How to build the perfect portfolio is a widely-debated topic with many different opinions regarding the matter. Most financial advisers will tell you to invest 7% - 8% in each stock and to be diversified, which basically means to have a variety. During the next few articles we will discuss how to build the perfect portfolio without a "one system fits all" strategy. I will discuss several stocks that are both good for short, long, and everything in between. Along with percentages and how to better position yourself for success.
I have never agreed with the 7-8% holding rule within a portfolio. When I first began investing I was starting with roughly $5,000 and although investing with the 7% rule would have limited my risk it was not going to grow my portfolio at the speed that I desired. I believe that the way a portfolio is divided should depend on the size of the portfolio and not a "one system fits all." Because with a $5,000 portfolio I was 19 years old using money that I had saved while working in college and I was using it as a way to educate myself about the market. But over the years my goals have significantly changed and my willingness to take risk has declined. Therefore, I believe as your portfolio grows you goals change as well. Below is a general guideline that I have always used as my portfolio has grown through gains and additional investments. The chart will show the way that I believe is the best way to divide a portfolio by the total number of holdings to give the highest potential for gains while minimizing risks.
|Portfolio Value||Number of Stocks|
|$5,000 - $10,000||2 - 3|
|$10,000 - $20,000||4 - 6|
|$20,000 - $50,000||7-10|
|$60,000 - $100,000||11-14|
|$100,000 - $250,000||15 - 20|
|$250,000 - $500,000||20 - 30|
Dividing Your Portfolio
There is no standard or correct way to diversify or divide your portfolio. There are too many factors involved for one standard method. My goal is to maximize the reward while minimizing the risk by purchasing shares that I believe present value, or that have fallen for reasons that are not related to the company. Yet someone else who is near retirement may wish to minimize risk but most likely still desires a decent reward, therefore this person may prefer bonds. It's impossible to give a formula that will work for everyone yet I have had success with the formula above.
I currently hold 15-20 stocks at any given time and diversify the stocks based on my long-term goals. My idea of diversification is much different than the average investor, and I won't say that it will work for everyone but it has worked for me. When most people think of diversification in a portfolio they are speaking of a variety of stocks, mutual funds, bonds, emerging markets, etc. Along with having a variety of securities in all sectors or industries to limit risk. I use diversification in my portfolio to invest in stocks with different levels of potential rather than a variety of industries or sectors. I have been investing in stocks with this concept for the last two years when I was forced to change my investing strategy as my portfolio became larger.

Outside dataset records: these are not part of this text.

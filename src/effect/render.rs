use crate::effect::controls::EffectControls;
use crate::foundation::core::RectI;
use crate::foundation::error::{WarpError, WarpResult};
use crate::raster::view::{RasterMut, RasterRef};
use crate::render::processor::{ProcessReport, Processor, RenderOpts};

/// Render the effect at `time` from `src` into the `window` of `dst`.
///
/// Source and destination must share bit depth, channel count and bounds. Controls are validated
/// and resolved against the source bounds, then the call is dispatched once on the sample type.
#[tracing::instrument(skip_all, fields(window = ?window, time = time, mode = ?controls.mode))]
pub fn render_effect(
    controls: &EffectControls,
    time: f64,
    src: RasterRef<'_>,
    dst: RasterMut<'_>,
    window: RectI,
    opts: &RenderOpts<'_>,
) -> WarpResult<ProcessReport> {
    if src.depth() != dst.depth() {
        return Err(WarpError::validation(format!(
            "source is {}, destination is {}",
            src.depth(),
            dst.depth()
        )));
    }
    if src.channels() != dst.channels() {
        return Err(WarpError::validation(format!(
            "source has {} channels, destination has {}",
            src.channels(),
            dst.channels()
        )));
    }
    if src.bounds() != dst.bounds() {
        return Err(WarpError::validation(format!(
            "source bounds {:?} differ from destination bounds {:?}",
            src.bounds(),
            dst.bounds()
        )));
    }
    controls.validate()?;

    let params = controls.resolve(src.bounds(), time);
    match (src, dst) {
        (RasterRef::U8(s), RasterMut::U8(d)) => Processor::new(params, s, d, window)
            .with_options(opts.clone())
            .process(),
        (RasterRef::U16(s), RasterMut::U16(d)) => Processor::new(params, s, d, window)
            .with_options(opts.clone())
            .process(),
        (RasterRef::F32(s), RasterMut::F32(d)) => Processor::new(params, s, d, window)
            .with_options(opts.clone())
            .process(),
        (s, d) => Err(WarpError::unsupported(format!(
            "no pipeline for {} source into {} destination",
            s.depth(),
            d.depth()
        ))),
    }
}

#[cfg(test)]
#[path = "../../tests/unit/effect/render.rs"]
mod tests;
use super::*;

#[test]
fn integer_narrowing_truncates_and_saturates() {
    assert_eq!(u8::from_f64(12.99), 12);
    assert_eq!(u8::from_f64(-3.0), 0);
    assert_eq!(u8::from_f64(300.0), 255);
    assert_eq!(u16::from_f64(65535.7), 65535);
    assert_eq!(u16::from_f64(1.5), 1);
}

#[test]
fn float_samples_pass_through() {
    assert_eq!(f32::from_f64(0.25), 0.25f32);
    assert_eq!(0.5f32.to_f64(), 0.5);
    assert_eq!(<f32 as Sample>::DEPTH, BitDepth::F32);
}

#[test]
fn white_points_per_depth() {
    assert_eq!(BitDepth::U8.white_point(), 255.0);
    assert_eq!(BitDepth::U16.white_point(), 65535.0);
    assert_eq!(BitDepth::F32.white_point(), 1.0);
    assert_eq!(BitDepth::U16.to_string(), "u16");
}

#[test]
fn only_one_three_or_four_channels() {
    for n in [1, 3, 4] {
        assert!(check_channels(n).is_ok());
    }
    for n in [0, 2, 5] {
        let err = check_channels(n).unwrap_err();
        assert!(err.is_unsupported(), "{n}: {err}");
    }
}

#[test]
fn only_bytes_expose_a_byte_view() {
    let bytes = [1u8, 2, 3];
    assert_eq!(u8::as_u8(&bytes), Some(&bytes[..]));
    assert!(u16::as_u8(&[1u16]).is_none());
    assert!(f32::as_u8_mut(&mut [0.5f32]).is_none());
}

I place investments into six categories and utilize each in my portfolio. I believe that each has a purpose and rather than concentrating on diversifying my portfolio with different industries my goal is to diversify my portfolio with the type of stocks that I choose. And like I said, this isn't for everyone but I have tried various strategies over the last few years and I am yet to find one with returns such as diversifying your portfolio with stocks that serve a different purpose. Below is a chart of the six categories of stocks that I use in my portfolio along with the percentage of my portfolio that each category represents within my portfolio. Over the next couple weeks I will better explain each category and its uses within an investor's portfolio. Regardless of what your individual investment goals are you can use this knowledge to better diversify your portfolio. I will also mention several stocks for each category that I believe are among the best that will serve the best purpose within a portfolio.
Long-Term Value/Growth Stocks
Long-Term Value/Growth stocks account for 20% of my portfolio, and I usually have 3 maybe 4 stocks in this category at any given time. These stocks are usually held over long periods of time however it's much shorter than the Long-Term Yield stocks that were discussed on Monday.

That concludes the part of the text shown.